How can I persuade people to listen to me?
How can I best utilize consultants?
How can I make my meetings more effective?
How can I motivate myself?
These questions will sound familiar to most managers who, at one time or another, would have had to face and resolve these issues. In The Smart Manager's F.A.Q. Guide, training consultant Rex P. Gatto offers a separate chapter on these and 41 other relevant questions for managers. The chapters are organized by categories, listed alphabetically. These categories include typical management concerns, such as change, communication, customers, leadership, performance appraisal, retention and termination and stress management. Each chapter ends with a list of resources for further reading.
The result is a well-organized toolbox for managers who can reach into this book and pull out specific advice on a variety of issues. Here is a sample of some of the issues covered, starting with the first question listed above.
How Do I Deal With an Angry Employee? When faced with an angry employee, the first step, according to Gatto, is to try to understand where the anger is coming from. Listen to the employee without rebuttal. Don't try to think of a way to respond. Instead, focus on identifying the source of the problem.
Situations of intrusion, imposition and infringement (in the eyes of the employee) are often sources of anger. These situations - which can include excessive time pressure or job workload, conflicts with people, or high personal expectations - are then amplified by inner thoughts, such as "This always happens," "These are unrealistic deadlines" or "I can't get anything done."
Once you've identified the problem, calmly paraphrase what the employee sees as the problem. Without getting angry, challenge the inner thoughts that have amplified the problem. Focus on a rational response.
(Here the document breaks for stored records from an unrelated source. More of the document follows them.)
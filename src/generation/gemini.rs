//! Gemini REST backend (text via `generateContent`, images via Imagen `predict`).

use async_trait::async_trait;
use base64::engine::general_purpose::STANDARD;
use base64::Engine;
use reqwest::Client;
use serde::de::DeserializeOwned;
use serde::{Deserialize, Serialize};
use serde_json::Value;
use std::time::Instant;

use super::backend::{GenAiBackend, ImagePayload, ImageRequest, TextRequest};
use super::error::GenerationError;
use crate::config::{GeminiConfig, SecureString};

const API_KEY_HEADER: &str = "x-goog-api-key";

/// Client for the Gemini API.
///
/// No request timeout is set; the transport defaults apply.
pub struct GeminiBackend {
    client: Client,
    base_url: String,
    text_model: String,
    image_model: String,
    api_key: SecureString,
}

impl GeminiBackend {
    pub fn new(config: &GeminiConfig, api_key: SecureString) -> Result<Self, GenerationError> {
        let client = Client::builder().build()?;

        Ok(Self {
            client,
            base_url: config.base_url.trim_end_matches('/').to_string(),
            text_model: config.text_model.clone(),
            image_model: config.image_model.clone(),
            api_key,
        })
    }

    pub fn base_url(&self) -> &str {
        &self.base_url
    }

    fn model_url(&self, model: &str, method: &str) -> String {
        format!("{}/v1beta/models/{}:{}", self.base_url, model, method)
    }

    async fn post<Req, Resp>(&self, url: &str, body: &Req) -> Result<Resp, GenerationError>
    where
        Req: Serialize + ?Sized,
        Resp: DeserializeOwned,
    {
        let start = Instant::now();
        let response = self
            .client
            .post(url)
            .header(API_KEY_HEADER, self.api_key.expose())
            .json(body)
            .send()
            .await?;

        let status = response.status();
        let latency_ms = start.elapsed().as_millis() as u64;

        if !status.is_success() {
            let error_text = response
                .text()
                .await
                .unwrap_or_else(|_| "Failed to read error body".to_string());

            tracing::error!(
                url = %url,
                status = %status,
                latency_ms,
                error = %error_text,
                "Gemini API error"
            );

            return Err(GenerationError::Upstream {
                status: status.as_u16(),
                message: error_text,
            });
        }

        tracing::debug!(url = %url, status = %status, latency_ms, "Gemini API response");
        Ok(response.json::<Resp>().await?)
    }
}

#[async_trait]
impl GenAiBackend for GeminiBackend {
    fn name(&self) -> &'static str {
        "gemini"
    }

    async fn generate_text(&self, request: &TextRequest) -> Result<String, GenerationError> {
        let url = self.model_url(&self.text_model, "generateContent");
        let body = GenerateContentRequest::from(request);

        tracing::debug!(model = %self.text_model, "Sending text generation request");

        let response: GenerateContentResponse = self.post(&url, &body).await?;
        response.into_text()
    }

    async fn generate_image(
        &self,
        request: &ImageRequest,
    ) -> Result<ImagePayload, GenerationError> {
        let url = self.model_url(&self.image_model, "predict");
        let body = PredictRequest::from(request);

        tracing::debug!(model = %self.image_model, "Sending image generation request");

        let response: PredictResponse = self.post(&url, &body).await?;
        let prediction = response
            .predictions
            .into_iter()
            .find(|p| p.bytes_base64_encoded.is_some())
            .ok_or(GenerationError::MissingContent {
                what: "image predictions",
            })?;

        let encoded = prediction.bytes_base64_encoded.unwrap_or_default();
        let bytes = STANDARD.decode(encoded.trim())?;
        Ok(ImagePayload {
            mime_type: prediction
                .mime_type
                .unwrap_or_else(|| request.output_mime_type.to_string()),
            bytes,
        })
    }
}

/// `generateContent` request body.
#[derive(Debug, Serialize)]
#[serde(rename_all = "camelCase")]
struct GenerateContentRequest {
    contents: Vec<Content>,
    generation_config: GenerationConfig,
}

#[derive(Debug, Serialize, Deserialize, Default)]
struct Content {
    #[serde(default)]
    parts: Vec<Part>,
}

#[derive(Debug, Serialize, Deserialize)]
struct Part {
    #[serde(default, skip_serializing_if = "Option::is_none")]
    text: Option<String>,
}

#[derive(Debug, Serialize)]
#[serde(rename_all = "camelCase")]
struct GenerationConfig {
    response_mime_type: &'static str,
    response_schema: Value,
    temperature: f32,
    top_p: f32,
}

impl From<&TextRequest> for GenerateContentRequest {
    fn from(request: &TextRequest) -> Self {
        Self {
            contents: vec![Content {
                parts: vec![Part {
                    text: Some(request.prompt.clone()),
                }],
            }],
            generation_config: GenerationConfig {
                response_mime_type: "application/json",
                response_schema: request.schema.clone(),
                temperature: request.temperature,
                top_p: request.top_p,
            },
        }
    }
}

#[derive(Debug, Deserialize)]
struct GenerateContentResponse {
    #[serde(default)]
    candidates: Vec<Candidate>,
}

#[derive(Debug, Deserialize)]
struct Candidate {
    #[serde(default)]
    content: Option<Content>,
}

impl GenerateContentResponse {
    /// Concatenated text parts of the first candidate.
    fn into_text(self) -> Result<String, GenerationError> {
        let candidate = self
            .candidates
            .into_iter()
            .next()
            .ok_or(GenerationError::MissingContent { what: "candidates" })?;

        Ok(candidate
            .content
            .unwrap_or_default()
            .parts
            .into_iter()
            .filter_map(|part| part.text)
            .collect())
    }
}

/// Imagen `predict` request body.
#[derive(Debug, Serialize)]
struct PredictRequest {
    instances: Vec<PredictInstance>,
    parameters: PredictParameters,
}

#[derive(Debug, Serialize)]
struct PredictInstance {
    prompt: String,
}

#[derive(Debug, Serialize)]
#[serde(rename_all = "camelCase")]
struct PredictParameters {
    sample_count: u32,
    output_mime_type: &'static str,
    aspect_ratio: &'static str,
}

impl From<&ImageRequest> for PredictRequest {
    fn from(request: &ImageRequest) -> Self {
        Self {
            instances: vec![PredictInstance {
                prompt: request.prompt.clone(),
            }],
            parameters: PredictParameters {
                sample_count: request.number_of_images,
                output_mime_type: request.output_mime_type,
                aspect_ratio: request.aspect_ratio,
            },
        }
    }
}

#[derive(Debug, Deserialize)]
struct PredictResponse {
    #[serde(default)]
    predictions: Vec<Prediction>,
}

#[derive(Debug, Deserialize)]
#[serde(rename_all = "camelCase")]
struct Prediction {
    #[serde(default)]
    bytes_base64_encoded: Option<String>,
    #[serde(default)]
    mime_type: Option<String>,
}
Listening, paraphrasing and sharing ideas is key.
In addition to offering steps for diffusing anger, Gatto suggests techniques to give employees who have trouble managing their anger.
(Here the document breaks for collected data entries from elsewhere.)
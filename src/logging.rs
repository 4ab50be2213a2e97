use tracing_subscriber::EnvFilter;
use tracing_subscriber::{fmt, layer::SubscriberExt, util::SubscriberInitExt};

/// Env var naming the log file for interactive sessions.
pub const LOG_PATH_ENV: &str = "BABYNAMES_LOG";

fn env_filter() -> EnvFilter {
    EnvFilter::try_from_default_env().unwrap_or_else(|_| EnvFilter::new("info"))
}

/// Initialize tracing for the TUI.
///
/// The terminal belongs to the UI, so nothing is logged unless
/// `BABYNAMES_LOG` names a file. The file gets a `{path}.{timestamp}.{pid}`
/// suffix so concurrent sessions never share one.
pub fn init_file_tracing() {
    let Ok(log_path) = std::env::var(LOG_PATH_ENV) else {
        return;
    };

    let unique_path = unique_log_path(&log_path);
    let Ok(file) = std::fs::File::create(&unique_path) else {
        eprintln!("Warning: Failed to create log file: {}", unique_path);
        return;
    };

    let file_layer = fmt::layer()
        .with_writer(file)
        .with_ansi(false)
        .with_target(true)
        .with_level(true);

    tracing_subscriber::registry()
        .with(env_filter())
        .with(file_layer)
        .init();
}

/// Initialize tracing on stderr for the headless commands.
pub fn init_stderr_tracing() {
    tracing_subscriber::fmt()
        .with_env_filter(env_filter())
        .with_writer(std::io::stderr)
        .with_target(true)
        .with_level(true)
        .with_timer(tracing_subscriber::fmt::time::UtcTime::rfc_3339())
        .init();
}

fn unique_log_path(base: &str) -> String {
    let pid = std::process::id();
    let timestamp = std::time::SystemTime::now()
        .duration_since(std::time::UNIX_EPOCH)
        .map(|d| d.as_secs())
        .unwrap_or(0);
    format!("{}.{}.{}", base, timestamp, pid)
}
use crate::ui::mvi::Reducer;

use super::intent::FormIntent;
use super::state::{FormField, FormState};

/// Maximum culture length accepted from the keyboard.
const MAX_CULTURE_LEN: usize = 64;

pub struct FormReducer;

impl Reducer for FormReducer {
    type State = FormState;
    type Intent = FormIntent;

    fn reduce(mut state: Self::State, intent: Self::Intent) -> Self::State {
        match intent {
            FormIntent::Insert(ch) if ch.is_control() => {}
            FormIntent::Insert(ch) => match state.focused {
                FormField::Culture => {
                    if state.culture.chars().count() < MAX_CULTURE_LEN {
                        state.culture.push(ch);
                    }
                }
                FormField::Letter => {
                    if state.letter.is_empty() {
                        state.letter.extend(ch.to_uppercase());
                    }
                }
            },
            FormIntent::Backspace => {
                match state.focused {
                    FormField::Culture => state.culture.pop(),
                    FormField::Letter => state.letter.pop(),
                };
            }
            FormIntent::FocusNext => state.focused = state.focused.next(),
            FormIntent::Rejected { message } => state.error = Some(message),
            FormIntent::Accepted => state.error = None,
        }
        state
    }
}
What Skills and Knowledge Do I Require as a Supervisor?This chapter is a checklist of 23 key skills, such as:
- Explain what is expected and continually update employees. "The clearer the explanation, the less often the work will need to be redone," Gatto explains.
- Maintain a working environment that is safe, both physically and mentally. Workers reach a higher level of productivity when they feel emotionally safe.
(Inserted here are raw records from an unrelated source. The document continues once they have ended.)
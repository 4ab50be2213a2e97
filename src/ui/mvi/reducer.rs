//! Reducer trait and dispatch helper.

use super::intent::Intent;
use super::state::UiState;

/// Reducer transforms state based on intents.
///
/// The reducer is the only place where state transitions happen.
/// It must be a pure function: (State, Intent) -> State
pub trait Reducer {
    type State: UiState;
    type Intent: Intent;

    fn reduce(state: Self::State, intent: Self::Intent) -> Self::State;
}

/// Run `R` over the state stored in `slot`, replacing it in place.
pub fn dispatch<R: Reducer>(slot: &mut R::State, intent: R::Intent) {
    *slot = R::reduce(std::mem::take(slot), intent);
}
- Encourage continuous improvement in processes. Supervisors must encourage employees to continually push themselves to improve. One suggestion: Walk around the work site to let employees know that you are interested in what is happening.
What Methods Can I Use to Generate Solutions for Problems? In this chapter, Gatto explains how to organize and lead brainstorming sessions and how to create fishbone diagrams (sometimes called cause/effect diagrams) to help employees uncover the root causes of problems.
What Are the Keys to Working with Customers? Gatto explains how to put in place the following six-point plan to get the most out of your relationship with customers:
- Identify What You Want to Accomplish.
- Be Responsible for Achieving What You Want.
- Establish a Focused Direction Along with Priorities.
- Develop Alternative Solutions to Come to Agreement.
- Communicate by Creating a Mutual Understanding.
No Right Way
Although Gatto acknowledges that there is no "right" way to deal with all issues, managers both new and experienced should keep the ideas, techniques and advice in these 300 pages handy for guidance and frequent consultation.